» **TASK ITEM**
Each line with the string "unify" is to be copied from the records below.

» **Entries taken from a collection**
*****

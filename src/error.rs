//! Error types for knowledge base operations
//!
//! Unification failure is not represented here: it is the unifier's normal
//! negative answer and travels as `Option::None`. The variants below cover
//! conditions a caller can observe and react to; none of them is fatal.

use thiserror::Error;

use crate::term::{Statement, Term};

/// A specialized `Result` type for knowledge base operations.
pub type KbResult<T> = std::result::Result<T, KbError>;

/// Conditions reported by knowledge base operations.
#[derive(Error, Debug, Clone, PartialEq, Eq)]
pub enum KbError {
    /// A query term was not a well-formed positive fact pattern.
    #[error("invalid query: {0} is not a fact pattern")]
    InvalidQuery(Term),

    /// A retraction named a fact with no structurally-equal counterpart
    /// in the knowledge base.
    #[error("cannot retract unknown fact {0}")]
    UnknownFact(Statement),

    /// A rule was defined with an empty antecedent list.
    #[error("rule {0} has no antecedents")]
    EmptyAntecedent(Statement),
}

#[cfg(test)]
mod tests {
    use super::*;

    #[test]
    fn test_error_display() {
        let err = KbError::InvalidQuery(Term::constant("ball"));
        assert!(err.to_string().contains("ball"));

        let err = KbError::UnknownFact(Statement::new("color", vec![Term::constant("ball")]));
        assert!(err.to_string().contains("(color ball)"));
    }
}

*****

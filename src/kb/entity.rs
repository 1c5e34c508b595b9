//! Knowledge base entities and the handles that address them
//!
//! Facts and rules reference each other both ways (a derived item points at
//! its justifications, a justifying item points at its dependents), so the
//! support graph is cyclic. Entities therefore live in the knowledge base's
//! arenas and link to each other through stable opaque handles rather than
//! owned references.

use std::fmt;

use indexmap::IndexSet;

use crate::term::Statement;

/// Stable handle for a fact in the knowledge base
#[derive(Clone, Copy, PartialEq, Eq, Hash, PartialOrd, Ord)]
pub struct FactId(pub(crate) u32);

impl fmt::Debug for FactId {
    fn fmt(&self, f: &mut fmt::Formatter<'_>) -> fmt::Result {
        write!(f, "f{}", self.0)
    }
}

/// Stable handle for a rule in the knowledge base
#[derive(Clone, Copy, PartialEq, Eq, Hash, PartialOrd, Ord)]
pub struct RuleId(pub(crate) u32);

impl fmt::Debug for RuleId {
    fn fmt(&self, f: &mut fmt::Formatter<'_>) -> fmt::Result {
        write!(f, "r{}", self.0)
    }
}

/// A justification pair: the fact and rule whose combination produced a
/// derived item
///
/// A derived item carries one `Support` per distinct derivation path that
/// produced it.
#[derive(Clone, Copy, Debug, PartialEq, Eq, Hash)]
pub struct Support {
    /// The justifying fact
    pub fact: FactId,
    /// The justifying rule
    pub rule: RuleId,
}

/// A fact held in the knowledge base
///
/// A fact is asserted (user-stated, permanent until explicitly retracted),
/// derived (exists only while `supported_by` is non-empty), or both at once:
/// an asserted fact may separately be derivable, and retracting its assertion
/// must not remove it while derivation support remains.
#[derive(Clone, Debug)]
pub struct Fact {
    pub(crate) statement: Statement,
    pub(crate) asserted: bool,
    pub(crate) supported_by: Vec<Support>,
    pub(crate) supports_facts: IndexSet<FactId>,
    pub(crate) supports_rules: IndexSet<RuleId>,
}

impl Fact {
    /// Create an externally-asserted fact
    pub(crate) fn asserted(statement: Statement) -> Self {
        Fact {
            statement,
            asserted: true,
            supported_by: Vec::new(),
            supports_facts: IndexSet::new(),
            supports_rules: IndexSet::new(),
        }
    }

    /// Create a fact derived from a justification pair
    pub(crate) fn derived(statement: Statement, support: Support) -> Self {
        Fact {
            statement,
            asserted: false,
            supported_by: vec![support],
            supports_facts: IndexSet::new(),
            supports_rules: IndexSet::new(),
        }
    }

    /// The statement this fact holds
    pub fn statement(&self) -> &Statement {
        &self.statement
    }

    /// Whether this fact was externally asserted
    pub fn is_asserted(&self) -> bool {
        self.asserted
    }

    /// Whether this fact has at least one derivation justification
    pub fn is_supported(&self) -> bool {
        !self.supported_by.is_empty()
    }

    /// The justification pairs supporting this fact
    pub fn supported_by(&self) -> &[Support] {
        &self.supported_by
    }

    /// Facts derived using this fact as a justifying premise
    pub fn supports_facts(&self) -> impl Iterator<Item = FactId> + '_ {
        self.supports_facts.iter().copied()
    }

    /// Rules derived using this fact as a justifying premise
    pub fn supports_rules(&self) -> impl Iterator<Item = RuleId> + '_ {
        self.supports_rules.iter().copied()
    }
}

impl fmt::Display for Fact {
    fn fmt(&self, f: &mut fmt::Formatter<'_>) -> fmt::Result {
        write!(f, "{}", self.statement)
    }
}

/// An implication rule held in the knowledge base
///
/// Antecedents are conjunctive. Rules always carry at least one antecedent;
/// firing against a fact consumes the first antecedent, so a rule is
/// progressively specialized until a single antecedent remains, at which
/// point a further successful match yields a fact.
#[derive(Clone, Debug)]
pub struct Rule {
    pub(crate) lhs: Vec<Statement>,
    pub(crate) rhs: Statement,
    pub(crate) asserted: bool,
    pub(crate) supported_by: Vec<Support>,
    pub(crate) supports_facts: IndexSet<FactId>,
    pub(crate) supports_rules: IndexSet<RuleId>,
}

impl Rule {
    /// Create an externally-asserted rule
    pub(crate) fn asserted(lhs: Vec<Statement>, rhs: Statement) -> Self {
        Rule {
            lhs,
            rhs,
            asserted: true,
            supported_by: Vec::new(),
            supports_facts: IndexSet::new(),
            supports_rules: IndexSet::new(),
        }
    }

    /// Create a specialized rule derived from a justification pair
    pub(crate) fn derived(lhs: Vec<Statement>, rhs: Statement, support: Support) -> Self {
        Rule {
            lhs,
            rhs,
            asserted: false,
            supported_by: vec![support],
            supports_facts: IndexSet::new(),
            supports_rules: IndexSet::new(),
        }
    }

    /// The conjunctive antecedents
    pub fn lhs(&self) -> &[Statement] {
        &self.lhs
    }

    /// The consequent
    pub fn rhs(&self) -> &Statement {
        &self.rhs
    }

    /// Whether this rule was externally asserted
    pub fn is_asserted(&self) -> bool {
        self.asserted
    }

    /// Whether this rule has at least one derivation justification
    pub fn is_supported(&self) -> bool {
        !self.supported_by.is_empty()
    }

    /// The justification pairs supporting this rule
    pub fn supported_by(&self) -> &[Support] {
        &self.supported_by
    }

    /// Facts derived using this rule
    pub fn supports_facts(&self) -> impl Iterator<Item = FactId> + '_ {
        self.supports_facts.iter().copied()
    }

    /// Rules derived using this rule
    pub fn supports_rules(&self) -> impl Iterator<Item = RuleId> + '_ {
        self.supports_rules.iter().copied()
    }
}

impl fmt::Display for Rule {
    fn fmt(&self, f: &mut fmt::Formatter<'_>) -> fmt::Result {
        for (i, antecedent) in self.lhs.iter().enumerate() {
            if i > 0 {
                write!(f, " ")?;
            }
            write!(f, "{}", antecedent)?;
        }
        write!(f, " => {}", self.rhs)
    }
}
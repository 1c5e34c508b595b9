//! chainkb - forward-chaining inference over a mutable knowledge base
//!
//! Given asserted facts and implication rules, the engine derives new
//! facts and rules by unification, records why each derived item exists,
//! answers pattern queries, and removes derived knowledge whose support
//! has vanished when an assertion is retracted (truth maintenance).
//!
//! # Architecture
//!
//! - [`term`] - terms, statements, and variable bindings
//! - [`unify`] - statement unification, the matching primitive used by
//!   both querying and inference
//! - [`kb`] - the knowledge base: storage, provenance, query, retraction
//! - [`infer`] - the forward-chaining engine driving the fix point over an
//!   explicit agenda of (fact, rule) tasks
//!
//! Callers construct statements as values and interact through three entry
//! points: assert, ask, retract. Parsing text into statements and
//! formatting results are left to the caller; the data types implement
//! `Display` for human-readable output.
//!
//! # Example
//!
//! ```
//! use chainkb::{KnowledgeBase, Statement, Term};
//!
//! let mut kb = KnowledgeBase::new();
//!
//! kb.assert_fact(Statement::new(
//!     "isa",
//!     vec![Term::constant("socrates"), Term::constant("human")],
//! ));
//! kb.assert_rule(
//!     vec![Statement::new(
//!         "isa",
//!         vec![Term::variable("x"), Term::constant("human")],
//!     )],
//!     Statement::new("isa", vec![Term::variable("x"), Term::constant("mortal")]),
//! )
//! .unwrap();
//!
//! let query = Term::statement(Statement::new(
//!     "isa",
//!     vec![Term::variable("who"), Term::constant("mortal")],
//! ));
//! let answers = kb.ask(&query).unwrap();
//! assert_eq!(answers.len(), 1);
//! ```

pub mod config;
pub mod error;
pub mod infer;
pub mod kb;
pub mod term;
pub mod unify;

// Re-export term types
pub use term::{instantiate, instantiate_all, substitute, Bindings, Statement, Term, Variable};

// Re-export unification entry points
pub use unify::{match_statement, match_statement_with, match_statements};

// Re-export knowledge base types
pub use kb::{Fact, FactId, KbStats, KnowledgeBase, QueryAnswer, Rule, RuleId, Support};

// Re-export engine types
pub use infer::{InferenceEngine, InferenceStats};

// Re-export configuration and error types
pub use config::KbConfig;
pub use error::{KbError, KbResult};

*****

» **WRITTEN ANSWER**
//! - [`unify`] - statement unification, the matching primitive used by
pub mod unify;
pub use unify::{match_statement, match_statement_with, match_statements};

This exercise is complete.